High-ranking government sources told the Nation that the country’s third largest marketer, Rubis, is among those under watch for “unreliable supplies”.

“We have surveyed outlets across the country and Rubis stands out as having some queer shortages and rationed sales,” a senior government official said.

“It’s worthy [noting] that other big marketers, such as Vivo and TotalEnergies, have sold a lot of products over the past two weeks and the discrepancy in product availability in outlets operated by particular marketers is a matter we’re concerned about,” the source added.

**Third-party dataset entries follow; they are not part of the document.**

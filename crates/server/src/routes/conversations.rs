use axum::extract::{
    Path,
    Query,
    State,
};
use axum::Json;
use model::messages::SanitizedMessage;
use model::store;
use model::types::Conversation;
use serde::Deserialize;

use crate::auth::UserContext;
use crate::http_error::HttpResult;
use crate::AppState;

#[derive(Deserialize)]
pub struct CreateConversationRequest {
    pub project_id: String,
}

pub async fn create_conversation(
    State(state): State<AppState>,
    user: UserContext,
    Json(body): Json<CreateConversationRequest>,
) -> HttpResult<Json<Conversation>> {
    let conn = state.deps.app_pool.acquire("create_conversation").await?;
    let conversation = store::create_conversation(&conn, &body.project_id, user.user_id).await?;
    Ok(Json(conversation))
}

#[derive(Deserialize)]
pub struct ListConversationsQuery {
    pub project_id: String,
}

pub async fn list_conversations(
    State(state): State<AppState>,
    user: UserContext,
    Query(query): Query<ListConversationsQuery>,
) -> HttpResult<Json<Vec<Conversation>>> {
    let conn = state.deps.app_pool.acquire("list_conversations").await?;
    let conversations = store::list_conversations(&conn, &query.project_id, user.user_id).await?;
    Ok(Json(conversations))
}

/// The sanitized message history of a conversation; system messages are
/// filtered out.
pub async fn conversation_messages(
    State(state): State<AppState>,
    user: UserContext,
    Path(conversation_id): Path<i32>,
) -> HttpResult<Json<Vec<SanitizedMessage>>> {
    let conn = state.deps.app_pool.acquire("conversation_messages").await?;
    let messages = store::conversation_messages(&conn, conversation_id, user.user_id).await?;
    let sanitized = messages
        .iter()
        .filter_map(|message| message.sanitize())
        .collect();
    Ok(Json(sanitized))
}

By the time of this article's publication, Rubis Energies Kenya Managing Director Jean-Christian Bergeron had not responded to calls and text messages by the Nation even though spot checks across the country revealed widespread shortages of petroleum products across its outlets over the past two weeks.

Ironically, data by the Energy and Petroleum Authority(Epra) shows the Nairobi Joint Depot (NJD), from where both Rubis and Total get their supply, had sufficient product stocks by late last week. By Thursday last week, the NJD had 1.59 million litres of petrol and 4.43 million litres of diesel products.

Total is the second largest fuel retailer in Kenya with a market share of 16.4 per cent as at last December, only behind Vivo Energy Kenya (21.7 per cent). Rubis is the third largest with a market share of 8.6 per cent.

Overall, the Epra inventory showed there was a total stock of 212 million litres of petrol and 188 million litres of diesel in the country by last Thursday but marketers only took about 9.5 million litres of petrol and 11 million litres of diesel for sale locally and for export.

Vivo held huge stocks of 3.18 million litres of petrol and 3.89 million litres of diesel at its depot in Nairobi last Thursday. 

On the same date, the marketer also had 2,796 litres of petrol and 11,209 litres of diesel at its depot in Mombasa — a position that corresponds to the high product sales by Vivo over the past two weeks as some of its rival curiously reported outages.

This comes as Epra intensified investigations on suspect export sales by some marketers when consumers in the local market went without supplies.

“The data of exports is being compiled and we shall be seeking answers on how some marketers had stocks to ship out of the country but none to sell locally,” a source said.

By yesterday, consumers still reported product shortages in Nairobi, Bomet and Migori as other parts of the country continued to experience lack of fuel.

This comes despite the government paying the subsidy arrears owed to oil marketing firms, which oil firms had cited as the reason for the fuel shortage as the delayed subsidy payment from the government hit them with significant cash flow problems. However, the government last week paid the oil firms Sh8.2 billion to settle a huge portion of the Sh13 billion it owes the firms, which had been expected to result in a swift resolution of the fuel shortage crisis.

A highly placed source at the Ministry of Petroleum told the Nation that the firms are deliberately hoarding the cargo in the hope of selling it a higher price after fuel price review by Epra on Thursday, which is expected to raise the product’s cost. 

Petroleum Principal Secretary Andrew Kamau last week hinted that large oil marketers could be holding onto fuel because they have been selling at a loss.

“The major oil companies, because they are the ones taking the burden, have had now to eat into their March cargo, which falls into next month’s pricing, which is higher. So they are obviously making a loss somewhere,” Mr Kamau said in an interview.

During a meeting with Presidential aspirant, Raila Odinga a few days ago, oil marketers also expressed concern that they were making losses. They asked if the losses would be factored into the imminent fuel pricing formula. 

Treasury CS Ukur Yatani last Wednesday openly accused the marketers of colluding to hoard the product.